Histoire claire d’une rétractation d’un article pour auto-plagiat… mais qui a été très émotionnelle pour les auteurs et rédacteurs : l’article rétracté était un article de 2011 sur l’éthique et l’intégrité du processus de publication ! Un comble, mais la note de rétractation de 6 pages explique toute la chaine de décision et propose des leçons. Cette rétractation a été conjointement signée par les rédacteurs de la revue qui a rétracté l’article (Management and Organization Review), et les 2 auteurs (le premier auteur a plagié un éditorial qu’il avait publié en 2009). MOR est une revue internationale de management de Wiley, et la rétractation est en accès gratuit dans le numéro de mars 2014. L'article rétracté de 2011 est en accès libre, ainsi que l'article de 2009 qui a été l'origine du plagiat.
Alerte donnée en 2013 par un lecteur enseignant l’intégrité à des étudiants, et ayant donné les 2 articles à lire : les étudiants ont discuté l’auto-plagiat lors du cours. Les rédacteurs ont contacté les auteurs et proposé d’utiliser ce cas pour l’enseignement, et ils ont consulté à nouveau les étudiants pour discuter la conduite à tenir. Les auteurs ont exprimé « surprise, contrition and humility ». Ils ont consulté le médiateur de leur revue (position qui existe dans peu de revues).

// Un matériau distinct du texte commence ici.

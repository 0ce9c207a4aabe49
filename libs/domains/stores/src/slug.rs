//! URL-safe identifiers derived from display names.

use chrono::Utc;
use regex::Regex;
use std::sync::LazyLock;

/// Runs of anything outside `[a-z0-9]`, matched after lowercasing
static NON_ALPHANUMERIC: LazyLock<Regex> =
    LazyLock::new(|| Regex::new(r"[^a-z0-9]+").expect("static slug pattern is valid"));

/// Lowercase `input`, collapse every non-alphanumeric run into one hyphen and
/// trim hyphens from both ends. May return an empty string.
pub fn slugify(input: &str) -> String {
    let lower = input.to_lowercase();
    NON_ALPHANUMERIC
        .replace_all(&lower, "-")
        .trim_matches('-')
        .to_string()
}

/// [`slugify`] followed by `-<unix seconds>`.
pub fn unique_slug(input: &str) -> String {
    format!("{}-{}", slugify(input), Utc::now().timestamp())
}

pub fn create_slug(input: &str, unique: bool) -> String {
    if unique {
        unique_slug(input)
    } else {
        slugify(input)
    }
}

La lettre des auteurs est un modèle d’humilité, de reconnaissance des faits, d’explications, mais pas d’excuse : le premier auteur a donné de nombreuses conférences sur l’intégrité de la recherche. Il a écrit honnêtement les 2 articles, et il aurait dû signaler les duplications. Le logiciel a dépisté les similitudes, mais pas le plagiat d’idées, ce qui est toujours le cas. L’auteur n’a pas comparé les 2 articles. J'ai tendance à croire qu’il était très honnête. L’article rétracté contient de nouvelles idées qui seront ‘perdues’. Les leçons :
- Le logiciel anti-plagiat a donné au premier passage un taux de duplication de 18 %, (ou de 26 % en enlevant la présentation de l’article) inférieur aux seuils habituellement considérés pour alerter la rédaction (entre 20 et 30 % en général) ;
- La décision de rétractation a été difficile car les auteurs sont connus, et ont une très bonne réputation ; la décision prise a été celle qui aurait été prise pour tout auteur ;
- Les 2 articles sont en ligne avec des commentaires pour que ce cas puisse être utilisé en formation.
MOR est la revue de 'The International Association for Chinese Management Research' (IACMR) was founded in 2002. Its aims are to:
- Provide a forum for the exchange of ideas and experience among researchers about management research in the Chinese context.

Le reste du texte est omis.